Crônica da Cidade

Canto da chuva

Severino Francisco
postado em 22/09/2020 23:28

Ontem, acordei muito cedo, às 5h da manhã, queria ver como a passarada reagia à chegada da chuva e da primavera. E valeu a pena. Estavam alvoroçados, cantantes e alegres. Moro em um condomínio horizontal, fronteiriço a uma mata cerrada, de modo que, em alguns momentos, tenho a sensação de que os pássaros trinam dentro de casa. Nas superquadras do Plano Piloto, eles também reinam.

Alguns sabiás poderiam tocar no Clube do Choro. Se o Reco do Bandolim ouvisse, ficaria alucinado e comentaria: “Coisa de louco, coisa de louco”. Dei uma volta pelo condomínio e, ao passar por uma árvore, me assustei com o revoar espalhafatoso dos periquitos. De todos os lados saem sons grasnantes, melódicos, harmônicos e ciciantes. E parece que eles se fundem em uma sinfonia permeada de contrastes, sutilezas e nuances.

Para onde a gente olha, descobre um trinado diferente. Começaram cedo e continuam cantando até agora. Fazem festa para anunciar a primavera e um tempo de fartura. Com as chuvas, vêm as frutas, as florações e os insetos. Tem um bacurau americano que viaja mais de 8 mil quilômetros durante o inverno nos Estados Unidos para curtir o verão em Brasília, no Parque da Cidade.

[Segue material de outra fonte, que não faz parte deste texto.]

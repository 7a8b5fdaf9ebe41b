//! Bounded teardown of the broker session
//!
//! Every broker call that may block runs on its own detached worker thread.
//! The caller polls a completion flag and gives up after a fixed timeout, so
//! shutdown finishes even when the broker or the network thread is wedged.

use super::connection::ConnectionManager;
use super::services::{join_workers, ServiceRunner};
use crate::error::MqttError;
use crate::observability::metrics::metrics;
use crate::transport::BrokerSession;
use std::sync::atomic::{AtomicBool, Ordering};
use std::sync::Arc;
use std::time::{Duration, Instant};
use tracing::{debug, info, warn};

/// Timeouts applied to each teardown step
#[derive(Debug, Clone, Copy, PartialEq, Eq)]
pub struct ShutdownPolicy {
    /// Upper bound for each guarded broker call
    pub step_timeout: Duration,
    /// How often the completion flag is checked
    pub poll_interval: Duration,
    /// Upper bound for acquiring the connection lock
    pub lock_timeout: Duration,
}

impl Default for ShutdownPolicy {
    fn default() -> Self {
        Self {
            step_timeout: Duration::from_secs(2),
            poll_interval: Duration::from_millis(50),
            lock_timeout: Duration::from_secs(2),
        }
    }
}

/// How teardown went; never an error
#[derive(Debug, Clone, PartialEq, Eq)]
pub enum ShutdownOutcome {
    Clean,
    /// Steps that did not finish in time; their workers were abandoned
    Degraded { timed_out: Vec<&'static str> },
}

impl ShutdownOutcome {
    fn from_timeouts(timed_out: Vec<&'static str>) -> Self {
        if timed_out.is_empty() {
            ShutdownOutcome::Clean
        } else {
            ShutdownOutcome::Degraded { timed_out }
        }
    }

    pub fn is_clean(&self) -> bool {
        matches!(self, ShutdownOutcome::Clean)
    }
}

/// Run `f` on a detached worker and wait at most `timeout` for it
///
/// Returns true if `f` finished in time. A worker that overruns keeps running
/// in the background and is never joined.
pub fn run_with_timeout<F>(name: &'static str, timeout: Duration, poll: Duration, f: F) -> bool
where
    F: FnOnce() + Send + 'static,
{
    let _span = crate::shutdown_span!(operation = name).entered();
    let done = Arc::new(AtomicBool::new(false));
    let worker_done = done.clone();

    let spawned = std::thread::Builder::new()
        .name(format!("mqtt-{name}"))
        .spawn(move || {
            f();
            worker_done.store(true, Ordering::Release);
        });
    if let Err(e) = spawned {
        warn!(operation = name, error = %e, "Failed to spawn teardown worker");
        return false;
    }

    let deadline = Instant::now() + timeout;
    loop {
        if done.load(Ordering::Acquire) {
            debug!(operation = name, "Teardown step completed");
            return true;
        }
        let now = Instant::now();
        if now >= deadline {
            let err = MqttError::Timeout {
                operation: name,
                timeout,
            };
            warn!(operation = name, error = %err, "Teardown step abandoned");
            metrics().shutdown_step_timed_out();
            return false;
        }
        std::thread::sleep(poll.min(deadline - now));
    }
}

/// Orders and bounds the teardown of services, session and library
#[derive(Debug, Clone, Copy, Default)]
pub struct ShutdownController {
    policy: ShutdownPolicy,
}

impl ShutdownController {
    pub fn new(policy: ShutdownPolicy) -> Self {
        Self { policy }
    }

    pub fn policy(&self) -> ShutdownPolicy {
        self.policy
    }

    fn guarded<F>(&self, name: &'static str, timed_out: &mut Vec<&'static str>, f: F)
    where
        F: FnOnce() + Send + 'static,
    {
        if !run_with_timeout(name, self.policy.step_timeout, self.policy.poll_interval, f) {
            timed_out.push(name);
        }
    }

    fn disconnect_steps(
        &self,
        session: &Arc<dyn BrokerSession>,
        timed_out: &mut Vec<&'static str>,
    ) {
        let s = session.clone();
        self.guarded("disconnect", timed_out, move || {
            if let Err(e) = s.disconnect() {
                debug!(error = %e, "Broker disconnect reported an error");
            }
        });

        let s = session.clone();
        self.guarded("loop_stop", timed_out, move || {
            if let Err(e) = s.loop_stop() {
                debug!(error = %e, "Stopping the network loop reported an error");
            }
        });
    }

    /// Gracefully disconnect without destroying the session
    pub fn disconnect(&self, connection: &ConnectionManager) -> ShutdownOutcome {
        let mut timed_out = Vec::new();
        let session =
            connection.mark_disconnected(self.policy.lock_timeout, self.policy.poll_interval);

        if let Some(session) = session {
            info!("Disconnecting from MQTT broker");
            self.disconnect_steps(&session, &mut timed_out);
        }
        ShutdownOutcome::from_timeouts(timed_out)
    }

    /// Full teardown: services, flag, session, library
    pub fn shutdown(
        &self,
        connection: &ConnectionManager,
        services: &ServiceRunner,
    ) -> ShutdownOutcome {
        let started = Instant::now();
        info!("MQTT shutdown started");

        let mut timed_out = Vec::new();
        let workers = services.halt();
        if !workers.is_empty() {
            self.guarded("services", &mut timed_out, move || join_workers(workers));
        }
        connection.begin_shutdown();

        let session = match connection
            .detach_session(self.policy.lock_timeout, self.policy.poll_interval)
        {
            Ok(session) => session,
            Err(fallback) => {
                warn!("Connection lock not acquired, tearing down without it");
                metrics().shutdown_step_timed_out();
                timed_out.push("connection_lock");
                fallback
            }
        };

        if let Some(session) = session {
            self.disconnect_steps(&session, &mut timed_out);
            let s = session.clone();
            self.guarded("destroy", &mut timed_out, move || s.destroy());
        }

        if !connection.was_initialized() {
            debug!("No broker session was created, skipping library cleanup");
        } else if timed_out.is_empty() {
            let backend = connection.backend();
            self.guarded("library_cleanup", &mut timed_out, move || backend.cleanup());
        } else {
            warn!(timed_out = ?timed_out, "Skipping library cleanup after incomplete teardown");
        }

        let outcome = ShutdownOutcome::from_timeouts(timed_out);
        info!(
            elapsed_ms = started.elapsed().as_millis() as u64,
            clean = outcome.is_clean(),
            "MQTT shutdown finished"
        );
        outcome
    }
}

Mirei o céu e divisei o movimento das andorinhas, que fazem evoluções de botar no chinelo a Esquadrilha da Fumaça. É incrível a velocidade e a precisão com que se movem, sem colidir com nenhuma outra. Elas eram monitoradas pelos carcarás planando no alto.

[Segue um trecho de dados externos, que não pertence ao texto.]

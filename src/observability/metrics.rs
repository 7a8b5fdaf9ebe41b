//! Thread-safe metrics collection
//!
//! Atomic counters for broker traffic, detections, motion transitions,
//! snapshots and teardown, plus the current lifecycle state.

use once_cell::sync::Lazy;
use serde::Serialize;
use std::sync::atomic::{AtomicBool, AtomicU64, Ordering};
use std::sync::Mutex;
use std::time::{SystemTime, UNIX_EPOCH};

/// Global metrics collector instance
pub static METRICS: Lazy<MetricsCollector> = Lazy::new(MetricsCollector::new);

/// Get reference to global metrics collector
pub fn metrics() -> &'static MetricsCollector {
    &METRICS
}

/// Thread-safe metrics collector using atomics and a mutex for the state name
pub struct MetricsCollector {
    // MQTT metrics
    mqtt_connected: AtomicBool,
    connection_attempts: AtomicU64,
    connections_established: AtomicU64,
    connection_failures: AtomicU64,
    connections_lost: AtomicU64,
    messages_published: AtomicU64,
    publish_failures: AtomicU64,
    connection_start_time: AtomicU64,

    // Integration metrics
    detection_events: AtomicU64,
    detections_published: AtomicU64,
    discovery_documents: AtomicU64,
    motion_on: AtomicU64,
    motion_off: AtomicU64,
    snapshots_published: AtomicU64,
    snapshot_failures: AtomicU64,

    // Lifecycle metrics
    lifecycle_state: Mutex<String>,
    uptime_start: AtomicU64,
    state_transitions: AtomicU64,
    shutdown_timeouts: AtomicU64,
}

impl MetricsCollector {
    pub fn new() -> Self {
        Self {
            mqtt_connected: AtomicBool::new(false),
            connection_attempts: AtomicU64::new(0),
            connections_established: AtomicU64::new(0),
            connection_failures: AtomicU64::new(0),
            connections_lost: AtomicU64::new(0),
            messages_published: AtomicU64::new(0),
            publish_failures: AtomicU64::new(0),
            connection_start_time: AtomicU64::new(0),
            detection_events: AtomicU64::new(0),
            detections_published: AtomicU64::new(0),
            discovery_documents: AtomicU64::new(0),
            motion_on: AtomicU64::new(0),
            motion_off: AtomicU64::new(0),
            snapshots_published: AtomicU64::new(0),
            snapshot_failures: AtomicU64::new(0),
            lifecycle_state: Mutex::new("uninitialized".to_string()),
            uptime_start: AtomicU64::new(current_timestamp()),
            state_transitions: AtomicU64::new(0),
            shutdown_timeouts: AtomicU64::new(0),
        }
    }

    // MQTT metrics
    pub fn mqtt_connection_attempt(&self) {
        self.connection_attempts.fetch_add(1, Ordering::Relaxed);
    }

    pub fn mqtt_connection_established(&self) {
        self.connections_established.fetch_add(1, Ordering::Relaxed);
        self.mqtt_connected.store(true, Ordering::Relaxed);
        self.connection_start_time
            .store(current_timestamp(), Ordering::Relaxed);
    }

    pub fn mqtt_connection_failed(&self) {
        self.connection_failures.fetch_add(1, Ordering::Relaxed);
        self.mqtt_connected.store(false, Ordering::Relaxed);
        self.connection_start_time.store(0, Ordering::Relaxed);
    }

    pub fn mqtt_connection_lost(&self) {
        self.connections_lost.fetch_add(1, Ordering::Relaxed);
        self.mqtt_connected.store(false, Ordering::Relaxed);
        self.connection_start_time.store(0, Ordering::Relaxed);
    }

    pub fn mqtt_message_published(&self) {
        self.messages_published.fetch_add(1, Ordering::Relaxed);
    }

    pub fn mqtt_publish_failed(&self) {
        self.publish_failures.fetch_add(1, Ordering::Relaxed);
    }

    // Integration metrics
    pub fn detections_published(&self, count: u64) {
        self.detection_events.fetch_add(1, Ordering::Relaxed);
        self.detections_published.fetch_add(count, Ordering::Relaxed);
    }

    pub fn discovery_document_published(&self) {
        self.discovery_documents.fetch_add(1, Ordering::Relaxed);
    }

    pub fn motion_turned_on(&self) {
        self.motion_on.fetch_add(1, Ordering::Relaxed);
    }

    pub fn motion_turned_off(&self) {
        self.motion_off.fetch_add(1, Ordering::Relaxed);
    }

    pub fn snapshot_published(&self) {
        self.snapshots_published.fetch_add(1, Ordering::Relaxed);
    }

    pub fn snapshot_failed(&self) {
        self.snapshot_failures.fetch_add(1, Ordering::Relaxed);
    }

    // Lifecycle metrics
    pub fn set_lifecycle_state(&self, state: &str) {
        let mut current = self
            .lifecycle_state
            .lock()
            .unwrap_or_else(|poisoned| poisoned.into_inner());
        if *current != state {
            self.state_transitions.fetch_add(1, Ordering::Relaxed);
            *current = state.to_string();
        }
    }

    pub fn shutdown_step_timed_out(&self) {
        self.shutdown_timeouts.fetch_add(1, Ordering::Relaxed);
    }

    // Reset all metrics (useful for testing)
    pub fn reset(&self) {
        for counter in [
            &self.connection_attempts,
            &self.connections_established,
            &self.connection_failures,
            &self.connections_lost,
            &self.messages_published,
            &self.publish_failures,
            &self.connection_start_time,
            &self.detection_events,
            &self.detections_published,
            &self.discovery_documents,
            &self.motion_on,
            &self.motion_off,
            &self.snapshots_published,
            &self.snapshot_failures,
            &self.state_transitions,
            &self.shutdown_timeouts,
        ] {
            counter.store(0, Ordering::Relaxed);
        }
        self.mqtt_connected.store(false, Ordering::Relaxed);
        self.uptime_start
            .store(current_timestamp(), Ordering::Relaxed);
        if let Ok(mut state) = self.lifecycle_state.lock() {
            *state = "uninitialized".to_string();
        }
    }

    fn connection_duration(&self, now: u64) -> u64 {
        if !self.mqtt_connected.load(Ordering::Relaxed) {
            return 0;
        }
        match self.connection_start_time.load(Ordering::Relaxed) {
            0 => 0,
            start => now.saturating_sub(start),
        }
    }

    /// Get complete metrics snapshot
    pub fn snapshot(&self) -> MetricsSnapshot {
        let now = current_timestamp();
        let current_state = self
            .lifecycle_state
            .lock()
            .map(|s| s.clone())
            .unwrap_or_else(|_| "unknown".to_string());

        MetricsSnapshot {
            mqtt: MqttMetrics {
                connected: self.mqtt_connected.load(Ordering::Relaxed),
                connection_attempts: self.connection_attempts.load(Ordering::Relaxed),
                connections_established: self.connections_established.load(Ordering::Relaxed),
                connection_failures: self.connection_failures.load(Ordering::Relaxed),
                connections_lost: self.connections_lost.load(Ordering::Relaxed),
                messages_published: self.messages_published.load(Ordering::Relaxed),
                publish_failures: self.publish_failures.load(Ordering::Relaxed),
                connection_duration_seconds: self.connection_duration(now),
            },
            integration: IntegrationMetrics {
                detection_events: self.detection_events.load(Ordering::Relaxed),
                detections_published: self.detections_published.load(Ordering::Relaxed),
                discovery_documents: self.discovery_documents.load(Ordering::Relaxed),
                motion_on: self.motion_on.load(Ordering::Relaxed),
                motion_off: self.motion_off.load(Ordering::Relaxed),
                snapshots_published: self.snapshots_published.load(Ordering::Relaxed),
                snapshot_failures: self.snapshot_failures.load(Ordering::Relaxed),
            },
            lifecycle: LifecycleMetrics {
                current_state,
                uptime_seconds: now.saturating_sub(self.uptime_start.load(Ordering::Relaxed)),
                state_transitions: self.state_transitions.load(Ordering::Relaxed),
                shutdown_timeouts: self.shutdown_timeouts.load(Ordering::Relaxed),
            },
            timestamp: now,
        }
    }
}

impl Default for MetricsCollector {
    fn default() -> Self {
        Self::new()
    }
}

// Public metrics structures
#[derive(Debug, Serialize)]
pub struct MetricsSnapshot {
    pub mqtt: MqttMetrics,
    pub integration: IntegrationMetrics,
    pub lifecycle: LifecycleMetrics,
    pub timestamp: u64,
}

#[derive(Debug, Serialize)]
pub struct MqttMetrics {
    pub connected: bool,
    pub connection_attempts: u64,
    pub connections_established: u64,
    pub connection_failures: u64,
    pub connections_lost: u64,
    pub messages_published: u64,
    pub publish_failures: u64,
    pub connection_duration_seconds: u64,
}

#[derive(Debug, Serialize)]
pub struct IntegrationMetrics {
    pub detection_events: u64,
    pub detections_published: u64,
    pub discovery_documents: u64,
    pub motion_on: u64,
    pub motion_off: u64,
    pub snapshots_published: u64,
    pub snapshot_failures: u64,
}

#[derive(Debug, Serialize)]
pub struct LifecycleMetrics {
    pub current_state: String,
    pub uptime_seconds: u64,
    pub state_transitions: u64,
    pub shutdown_timeouts: u64,
}

fn current_timestamp() -> u64 {
    SystemTime::now()
        .duration_since(UNIX_EPOCH)
        .unwrap_or_default()
        .as_secs()
}

#[cfg(test)]
mod tests {
    use super::*;
    use std::sync::Arc;
    use std::thread;

    #[test]
    fn test_mqtt_metrics() {
        let collector = MetricsCollector::new();

        collector.mqtt_connection_attempt();
        collector.mqtt_connection_established();
        collector.mqtt_message_published();

        let metrics = collector.snapshot();
        assert_eq!(metrics.mqtt.connection_attempts, 1);
        assert_eq!(metrics.mqtt.connections_established, 1);
        assert_eq!(metrics.mqtt.messages_published, 1);
        assert!(metrics.mqtt.connected);

        collector.mqtt_connection_lost();
        let metrics = collector.snapshot();
        assert!(!metrics.mqtt.connected);
        assert_eq!(metrics.mqtt.connections_lost, 1);
        assert_eq!(metrics.mqtt.connection_duration_seconds, 0);
    }

    #[test]
    fn test_integration_metrics() {
        let collector = MetricsCollector::new();

        collector.detections_published(3);
        collector.detections_published(2);
        collector.motion_turned_on();
        collector.motion_turned_off();
        collector.snapshot_failed();

        let metrics = collector.snapshot();
        assert_eq!(metrics.integration.detection_events, 2);
        assert_eq!(metrics.integration.detections_published, 5);
        assert_eq!(metrics.integration.motion_on, 1);
        assert_eq!(metrics.integration.motion_off, 1);
        assert_eq!(metrics.integration.snapshot_failures, 1);
        assert_eq!(metrics.integration.snapshots_published, 0);
    }

    #[test]
    fn test_state_transitions_only_count_changes() {
        let collector = MetricsCollector::new();

        collector.set_lifecycle_state("running");
        collector.set_lifecycle_state("running");
        collector.set_lifecycle_state("stopped");

        let metrics = collector.snapshot();
        assert_eq!(metrics.lifecycle.current_state, "stopped");
        assert_eq!(metrics.lifecycle.state_transitions, 2);
    }

    #[test]
    fn test_thread_safety() {
        let collector = Arc::new(MetricsCollector::new());

        let handles: Vec<_> = (0..10)
            .map(|_| {
                let collector = Arc::clone(&collector);
                thread::spawn(move || {
                    for _ in 0..100 {
                        collector.mqtt_message_published();
                        collector.shutdown_step_timed_out();
                    }
                })
            })
            .collect();

        for handle in handles {
            handle.join().unwrap();
        }

        let metrics = collector.snapshot();
        assert_eq!(metrics.mqtt.messages_published, 1000);
        assert_eq!(metrics.lifecycle.shutdown_timeouts, 1000);
    }

    #[test]
    fn test_reset_functionality() {
        let collector = MetricsCollector::new();

        collector.mqtt_connection_established();
        collector.discovery_document_published();
        collector.set_lifecycle_state("running");

        collector.reset();

        let metrics = collector.snapshot();
        assert!(!metrics.mqtt.connected);
        assert_eq!(metrics.integration.discovery_documents, 0);
        assert_eq!(metrics.lifecycle.current_state, "uninitialized");
        assert_eq!(metrics.lifecycle.state_transitions, 0);
    }

    #[test]
    fn test_snapshot_serializes() {
        let json = serde_json::to_value(MetricsCollector::new().snapshot()).unwrap();
        assert_eq!(json["lifecycle"]["current_state"], "uninitialized");
        assert_eq!(json["mqtt"]["connected"], false);
    }
}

A pomba juriti-pupu ruflou as asas enquanto eu passava. Ouço o canto ou avisto o voo de muitos que não consigo identificar. Mas uma turma boa fez um guia dos pássaros do condomínio, que consulto sempre.

Pelo guia, fiquei sabendo que recebemos as visitas da pomba asa branca, do periquitão-maracanã, do periquito-de-encontro-amarelo, da alma-de-gato, do anu-preto, do anu-branco, dos tucanos, do pica-pau-verde-barrado, do pica-pau-de-banda-branca, do joão-de-barro, do bem-te-vi, do suiriri, da tesourinha, da andorinha-pequena-de-casa, da curruíra, do sabiá-laranjeira, do sabiá-de-barranco, da cambacica, do saí azul, do sanhaço-cinzento, do coleiro-baiano e do fim-fim.

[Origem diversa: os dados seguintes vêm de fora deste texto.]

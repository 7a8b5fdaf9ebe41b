//! Structured logging system using tracing crate
//!
//! Provides contextual, machine-readable logging with span macros for broker
//! operations, lifecycle transitions and teardown.
//!
//! ## Log Format Options
//!
//! The logging system supports three output formats controlled by the `LOG_FORMAT` environment variable:
//!
//! - `json` - Structured JSON format for production and log aggregation systems
//! - `pretty` - Human-readable format with colors and indentation for development
//! - `compact` - Terminal-friendly format with colors but minimal spacing
//!
//! ## Environment Variables
//!
//! - `LOG_LEVEL`: Log level (ERROR, WARN, INFO, DEBUG, TRACE) - defaults to INFO
//! - `LOG_FORMAT`: Output format (json, pretty, compact) - defaults to json
//! - `LOG_SPANS`: Include span events (true/false) - defaults to false
//! - `RUST_LOG`: Override log filtering (follows env_logger format)
//!
//! ## Examples
//!
//! ```bash
//! # Production JSON logging
//! LOG_FORMAT=json LOG_LEVEL=INFO nvr-mqtt run
//!
//! # Development with colors
//! LOG_FORMAT=pretty LOG_LEVEL=DEBUG nvr-mqtt run
//!
//! # Compact terminal output
//! LOG_FORMAT=compact LOG_LEVEL=INFO nvr-mqtt run
//! ```

use std::env;
use tracing::Level;
use tracing_subscriber::{filter::Directive, fmt, prelude::*, EnvFilter};

/// Log output format options
#[derive(Debug, Clone, Copy)]
pub enum LogFormat {
    /// JSON format for structured logging (machine-readable)
    Json,
    /// Pretty format with colors and indentation (human-readable)
    Pretty,
    /// Compact format with colors but minimal spacing (terminal-friendly)
    Compact,
}

impl LogFormat {
    /// Parse log format from string
    pub fn parse(s: &str) -> Self {
        match s.to_lowercase().as_str() {
            "json" => LogFormat::Json,
            "pretty" => LogFormat::Pretty,
            "compact" => LogFormat::Compact,
            _ => LogFormat::Json, // Default to JSON for production
        }
    }
}

/// Span event configuration shared by every format
fn span_events(include_spans: bool) -> fmt::format::FmtSpan {
    if include_spans {
        fmt::format::FmtSpan::NEW | fmt::format::FmtSpan::CLOSE
    } else {
        fmt::format::FmtSpan::NONE
    }
}

/// Build the level filter, letting `RUST_LOG` override it
fn build_filter(level: Level) -> EnvFilter {
    if let Ok(rust_log) = env::var("RUST_LOG") {
        return EnvFilter::new(rust_log);
    }

    // Reduce noise from dependencies
    ["rumqttc=warn", "tokio=warn"]
        .into_iter()
        .filter_map(|directive| directive.parse::<Directive>().ok())
        .fold(EnvFilter::new(level.to_string()), |filter, directive| {
            filter.add_directive(directive)
        })
}

/// Initialize logging with manual configuration
///
/// Does nothing if a global subscriber is already installed.
pub fn init_logging(level: Level, format: LogFormat, include_spans: bool) {
    let subscriber = tracing_subscriber::registry().with(build_filter(level));

    let result = match format {
        LogFormat::Json => subscriber
            .with(
                fmt::layer()
                    .json()
                    .with_span_events(span_events(include_spans)),
            )
            .try_init(),
        LogFormat::Pretty => subscriber
            .with(
                fmt::layer()
                    .pretty()
                    .with_ansi(true)
                    .with_span_events(span_events(include_spans)),
            )
            .try_init(),
        LogFormat::Compact => subscriber
            .with(
                fmt::layer()
                    .compact()
                    .with_ansi(true)
                    .with_target(false)
                    .with_span_events(span_events(include_spans)),
            )
            .try_init(),
    };

    if result.is_err() {
        tracing::debug!("Global tracing subscriber already installed");
    }
}

/// Parse a `LOG_LEVEL` value, defaulting to INFO
pub fn parse_level(value: &str) -> Level {
    match value.to_uppercase().as_str() {
        "ERROR" => Level::ERROR,
        "WARN" => Level::WARN,
        "INFO" => Level::INFO,
        "DEBUG" => Level::DEBUG,
        "TRACE" => Level::TRACE,
        _ => Level::INFO,
    }
}

/// `LOG_SPANS` is on only for a case-insensitive "true"
fn spans_enabled(value: &str) -> bool {
    value.trim().eq_ignore_ascii_case("true")
}

/// Initialize logging from environment variables
pub fn init_default_logging() {
    let log_level = env::var("LOG_LEVEL").unwrap_or_else(|_| "INFO".to_string());
    let level = parse_level(&log_level);

    let format = env::var("LOG_FORMAT").unwrap_or_else(|_| "json".to_string());
    let log_format = LogFormat::parse(&format);

    let include_spans = env::var("LOG_SPANS").is_ok_and(|value| spans_enabled(&value));

    init_logging(level, log_format, include_spans);
}

/// Create an MQTT operation span
#[macro_export]
macro_rules! mqtt_span {
    ($($field:tt)*) => {
        tracing::info_span!("mqtt_operation", $($field)*)
    };
}

/// Create a lifecycle event span
#[macro_export]
macro_rules! lifecycle_span {
    ($($field:tt)*) => {
        tracing::info_span!("lifecycle_event", $($field)*)
    };
}

/// Create a shutdown step span
#[macro_export]
macro_rules! shutdown_span {
    ($($field:tt)*) => {
        tracing::info_span!("shutdown_step", $($field)*)
    };
}

// Re-export macros for convenience
pub use {lifecycle_span, mqtt_span, shutdown_span};

#[cfg(test)]
mod tests {
    use super::*;

    #[test]
    fn test_log_format_parse() {
        assert!(matches!(LogFormat::parse("json"), LogFormat::Json));
        assert!(matches!(LogFormat::parse("PRETTY"), LogFormat::Pretty));
        assert!(matches!(LogFormat::parse("CoMpAcT"), LogFormat::Compact));
    }

    #[test]
    fn test_log_format_parse_invalid_defaults_to_json() {
        assert!(matches!(LogFormat::parse("invalid"), LogFormat::Json));
        assert!(matches!(LogFormat::parse(""), LogFormat::Json));
    }

    #[test]
    fn test_parse_level() {
        let test_cases = vec![
            ("ERROR", Level::ERROR),
            ("warn", Level::WARN),
            ("Info", Level::INFO),
            ("DEBUG", Level::DEBUG),
            ("trace", Level::TRACE),
            ("invalid", Level::INFO), // Invalid should default to INFO
        ];

        for (input, expected) in test_cases {
            assert_eq!(parse_level(input), expected, "Failed for input: {input}");
        }
    }

    #[test]
    fn test_spans_enabled() {
        assert!(spans_enabled("true"));
        assert!(spans_enabled(" TRUE "));
        assert!(!spans_enabled("1"));
        assert!(!spans_enabled(""));
    }

    #[test]
    fn test_span_events() {
        assert_eq!(span_events(false), fmt::format::FmtSpan::NONE);
        assert_ne!(span_events(true), fmt::format::FmtSpan::NONE);
    }

    #[test]
    fn test_init_logging_twice_does_not_panic() {
        init_logging(Level::INFO, LogFormat::Compact, false);
        init_logging(Level::DEBUG, LogFormat::Json, true);
    }
}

Outros pássaros não são cantantes, mas ostentam as galas do voo. Em nosso território, somos agraciados com o beija-flor do rabo-branco, o beija-flor-tesoura e o beija-flor-de-garganta-verde. Fiquei espantado de saber que os beija-flores são muito laboriosos. Visitam cerca de mil flores por dia para adquirir a quantidade de néctar de que precisam.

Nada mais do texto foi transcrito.